El riesgo es tan enorme que no puede dejar de llamar a figuras que
puedan fijar y enmarcar la función de evocación y testimonio: se
trata de presencias femeninas, de carácter generalmente familiar,
que a través del libro se presentan como guías y aseguradoras de la
eficacia de la coagulación de la imagen. Esto produce un particular
efecto dramático, en que el
contraste entre la deriva y la imagen fijada asume elementos de
gestualidad y personificación:
En
la orilla del río. Una mujer intenta tocar mi espalda. ¿Para
detenerme? ¿Para despedirse? Salgo y salto escaleras abajo. Apenas
puse el dedo en el gatillo. Lo juro. El estruendo me dejó sordo, el
estampido me llevó a miles de kilómetros. En la orilla del río
grande hay policías con armas de guerra. Los padres abandonan a sus
hijos, los niños mueren ahogados. No todas las madres lloran, todos
los policías disparan. Un desconocido me toma del cuello y amarra un
trapo húmedo sobre mi boca. (27)
La
hermana dirá que salieron en búsqueda de cuervos y de un niño
perdido. Ebrios o furiosos salieron, o las dos cosas. Dirá que al
comienzo los cuervos señalaban el camino: que lo encontraron, que
regresaron con él. Sin embargo, su versión será desmentida
entonces como ahora. Esa tarde con sus sombras no vieron regresar a
nadie. Elegirán no ver, creerán mejor no escuchar. Cercado de
adoquines y aromas de café, los tímpanos se hincharán de terror.
(30)
El
peso de esta experiencia de la escritura como búsqueda de sentido a
través de la libre fluencia de la imagen parece dictar una sombra de
argumento, que revela una estructura dramática del libro -no
secuencial, eso sí, sino que circular e intuitiva.
Desde este punto de vista, Perdigones
parece querer expresar un modo de conjuración del inefable trauma de
la historia desde un hablante que sabe administrar los límites de su
conciencia creativa, a través de la sutil modulación de la
construcción de imagen.
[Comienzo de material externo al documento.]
use log::{debug, info, warn};
use serde::{Deserialize, Serialize};

use crate::ghost::{select_ghost_hand, GhostHandTarget};
use crate::hand::{base_seconds, Hand};
use crate::scheduler::PollTicker;

pub const DEFAULT_GUARD_INTERVAL_MS: u64 = 1000;
const GUARD_INTERVAL_RANGE_MS: std::ops::RangeInclusive<u64> = 100..=10_000;

#[derive(
    Debug, Clone, Copy, PartialEq, Eq, Serialize, Deserialize, strum_macros::Display,
)]
#[serde(rename_all = "lowercase")]
#[strum(serialize_all = "lowercase")]
pub enum LapKind {
    Lap,
    Rest,
}

/// One finished interval between two taps.
#[derive(Debug, Clone, Copy, PartialEq, Eq)]
pub struct LapRecord {
    pub kind: LapKind,
    pub elapsed_ms: u64,
    /// Only laps are numbered; rests carry `None`.
    pub sequence_number: Option<u32>,
}

#[derive(Debug, Clone, Copy, PartialEq, Eq)]
pub struct LapTimerConfig {
    pub track_rest: bool,
    pub guard: bool,
    pub guard_interval_ms: u64,
}

impl Default for LapTimerConfig {
    fn default() -> Self {
        Self {
            track_rest: true,
            guard: true,
            guard_interval_ms: DEFAULT_GUARD_INTERVAL_MS,
        }
    }
}

impl LapTimerConfig {
    /// Replace an out-of-range guard interval with the default.
    pub fn sanitized(self) -> Self {
        let guard_interval_ms = if GUARD_INTERVAL_RANGE_MS.contains(&self.guard_interval_ms) {
            self.guard_interval_ms
        } else {
            warn!(
                "guard interval {}ms out of range, using {}ms",
                self.guard_interval_ms,
                DEFAULT_GUARD_INTERVAL_MS
            );
            DEFAULT_GUARD_INTERVAL_MS
        };
        Self {
            guard_interval_ms,
            ..self
        }
    }
}

#[derive(Debug, Clone, Copy, PartialEq, Eq)]
pub enum LapStatus {
    Idle,
    Running,
    Finished,
}

#[derive(Debug, Clone, Copy, PartialEq, Eq)]
pub enum IgnoredTap {
    Finished,
    Debounced,
}

#[derive(Debug, Clone, Copy, PartialEq, Eq)]
pub enum TapOutcome {
    /// First tap: the session clock starts, nothing is recorded.
    Started,
    Recorded(LapRecord),
    Ignored(IgnoredTap),
}

/// Everything the exporter needs once a session is frozen.
#[derive(Debug, Clone, PartialEq)]
pub struct FinishedSession {
    pub records: Vec<LapRecord>,
    pub started_at_ms: u64,
    pub finished_at_ms: u64,
}

impl FinishedSession {
    pub fn total_ms(&self) -> u64 {
        self.finished_at_ms.saturating_sub(self.started_at_ms)
    }
}

/// Tap-driven lap/rest recorder.
#[derive(Debug, Clone)]
pub struct LapTimer {
    config: LapTimerConfig,
    phase: LapKind,
    session_start: Option<u64>,
    last_tap: Option<u64>,
    finished_at: Option<u64>,
    records: Vec<LapRecord>,
    next_lap_number: u32,
    last_split: i64,
    ghost: Option<GhostHandTarget>,
    display_ticker: PollTicker,
}

impl LapTimer {
    pub fn new(config: LapTimerConfig) -> Self {
        let config = config.sanitized();
        Self {
            config,
            phase: Self::initial_phase(&config),
            session_start: None,
            last_tap: None,
            finished_at: None,
            records: Vec::new(),
            next_lap_number: 1,
            last_split: 0,
            ghost: None,
            display_ticker: PollTicker::new(),
        }
    }

    // With rest tracking the first recorded interval must be a lap, and the
    // phase flips on the opening tap, so start from rest.
    fn initial_phase(config: &LapTimerConfig) -> LapKind {
        if config.track_rest {
            LapKind::Rest
        } else {
            LapKind::Lap
        }
    }

    pub fn tap(&mut self, now_ms: u64, hands: &[Hand], single_hand: bool) -> TapOutcome {
        if self.finished_at.is_some() {
            return TapOutcome::Ignored(IgnoredTap::Finished);
        }

        if self.session_start.is_none() {
            self.session_start = Some(now_ms);
        }

        if let Some(last) = self.last_tap {
            if self.config.guard && now_ms.saturating_sub(last) < self.config.guard_interval_ms {
                debug!("tap {}ms after previous one ignored", now_ms.saturating_sub(last));
                return TapOutcome::Ignored(IgnoredTap::Debounced);
            }
        }

        let outcome = match self.last_tap {
            Some(last) => {
                let sequence_number = match self.phase {
                    LapKind::Lap => {
                        let n = self.next_lap_number;
                        self.next_lap_number += 1;
                        Some(n)
                    }
                    LapKind::Rest => None,
                };
                let record = LapRecord {
                    kind: self.phase,
                    elapsed_ms: now_ms.saturating_sub(last),
                    sequence_number,
                };
                if let Some(prev) = self.records.last() {
                    self.last_split = record.elapsed_ms as i64 - prev.elapsed_ms as i64;
                }
                self.records.push(record);
                TapOutcome::Recorded(record)
            }
            None => TapOutcome::Started,
        };

        self.last_tap = Some(now_ms);
        self.phase = match (self.config.track_rest, self.phase) {
            (true, LapKind::Lap) => LapKind::Rest,
            _ => LapKind::Lap,
        };
        self.ghost = select_ghost_hand(hands, base_seconds(now_ms), single_hand);

        if !self.display_ticker.is_running() {
            self.display_ticker.start();
        }
        outcome
    }

    /// Freeze the session. Returns `None` when there is nothing to finish.
    pub fn finish(&mut self, now_ms: u64) -> Option<FinishedSession> {
        if self.finished_at.is_some() {
            return None;
        }
        let started_at_ms = self.session_start?;
        self.display_ticker.stop();
        self.finished_at = Some(now_ms);
        info!(
            "lap session finished: {} records over {}ms",
            self.records.len(),
            now_ms.saturating_sub(started_at_ms)
        );
        Some(FinishedSession {
            records: self.records.clone(),
            started_at_ms,
            finished_at_ms: now_ms,
        })
    }

    pub fn reset(&mut self) {
        self.display_ticker.stop();
        *self = Self {
            display_ticker: self.display_ticker.clone(),
            ..Self::new(self.config)
        };
    }

    pub fn set_track_rest(&mut self, track_rest: bool) {
        self.config.track_rest = track_rest;
        if !track_rest {
            self.phase = LapKind::Lap;
        } else if self.phase == LapKind::Lap {
            self.phase = LapKind::Rest;
        }
    }

    pub fn set_guard(&mut self, guard: bool) {
        self.config.guard = guard;
    }

    /// Recompute an existing ghost, e.g. after the single-hand setting flips.
    pub fn retarget_ghost(&mut self, now_ms: u64, hands: &[Hand], single_hand: bool) {
        if self.ghost.is_some() {
            self.ghost = select_ghost_hand(hands, base_seconds(now_ms), single_hand);
        }
    }

    pub fn config(&self) -> LapTimerConfig {
        self.config
    }

    pub fn status(&self) -> LapStatus {
        match (self.session_start, self.finished_at) {
            (_, Some(_)) => LapStatus::Finished,
            (Some(_), None) => LapStatus::Running,
            (None, None) => LapStatus::Idle,
        }
    }

    pub fn has_session(&self) -> bool {
        self.session_start.is_some()
    }

    /// Kind the next recorded tap will carry.
    pub fn phase(&self) -> LapKind {
        self.phase
    }

    pub fn records(&self) -> &[LapRecord] {
        &self.records
    }

    pub fn ghost(&self) -> Option<&GhostHandTarget> {
        self.ghost.as_ref()
    }

    pub fn session_start(&self) -> Option<u64> {
        self.session_start
    }

    /// Difference between the two most recent records of any kind.
    pub fn last_split(&self) -> i64 {
        self.last_split
    }

    pub fn display_ticking(&self) -> bool {
        self.display_ticker.is_running()
    }

    /// Time since the last accepted tap, while running.
    pub fn current_interval_ms(&self, now_ms: u64) -> Option<u64> {
        match self.status() {
            LapStatus::Running => self.last_tap.map(|t| now_ms.saturating_sub(t)),
            _ => None,
        }
    }

    /// Total session time, frozen once finished.
    pub fn session_elapsed_ms(&self, now_ms: u64) -> Option<u64> {
        let end = self.finished_at.unwrap_or(now_ms);
        self.session_start.map(|s| end.saturating_sub(s))
    }

    /// For each record, the change against the previous lap (laps only).
    pub fn lap_deltas(&self) -> Vec<Option<i64>> {
        let mut previous_lap: Option<u64> = None;
        self.records
            .iter()
            .map(|record| match record.kind {
                LapKind::Lap => {
                    let delta = previous_lap.map(|p| record.elapsed_ms as i64 - p as i64);
                    previous_lap = Some(record.elapsed_ms);
                    delta
                }
                LapKind::Rest => None,
            })
            .collect()
    }
}

impl Default for LapTimer {
    fn default() -> Self {
        Self::new(LapTimerConfig::default())
    }
}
Esta (de)construcción de imagen, así, se
revela como imagen legible y comprensible de la historia desde una
dialéctica propiamente poética, que entenderá a la intuición como
experiencia superior de conocimiento. El último texto del libro deviene un cierre que cumple con la circularidad necesaria
de este movimiento intuitivo:
Soy
el primero en salir de la cama cuando escucho los golpes en la
puerta. Tendidos en el piso, con la cabeza al borde de la escalera
para mirarlas, sus voces detienen los relojes. Creo que los golpes en
la puerta me despertaron, creo que soñaba con ellas; entran en la
casa y la voz de los ebrios enmudece. Sabemos que ellas hablan en voz
alta y ríen para nosotros, aunque no nos vean están seguras que
miramos y escuchamos. El mundo se ha detenido, no estamos solos,
podemos volver a dormirnos para encontrarlas. (85)
La resolución de imágenes
complejas y la textura maleable del lenguaje hacen de Perdigones
uno de los volúmenes de
poesía indispensables para quien desee realmente comprender
la potencia del actual desarrollo de la literatura nacional.
Más allá de la caprichosa
e intencionada simplificación y de la banalización del rol del
creador, más acá de la
ampulosa demanda fundacional de vates,
Riedemann sabe
dar una muestra de dominio
poético
realmente profundo,
exponente de que la mejor
tradición escritural de nuestro país -una permanente revancha
siempre al límite del
quiebre- seguirá desafiando a todos sus malos agoreros.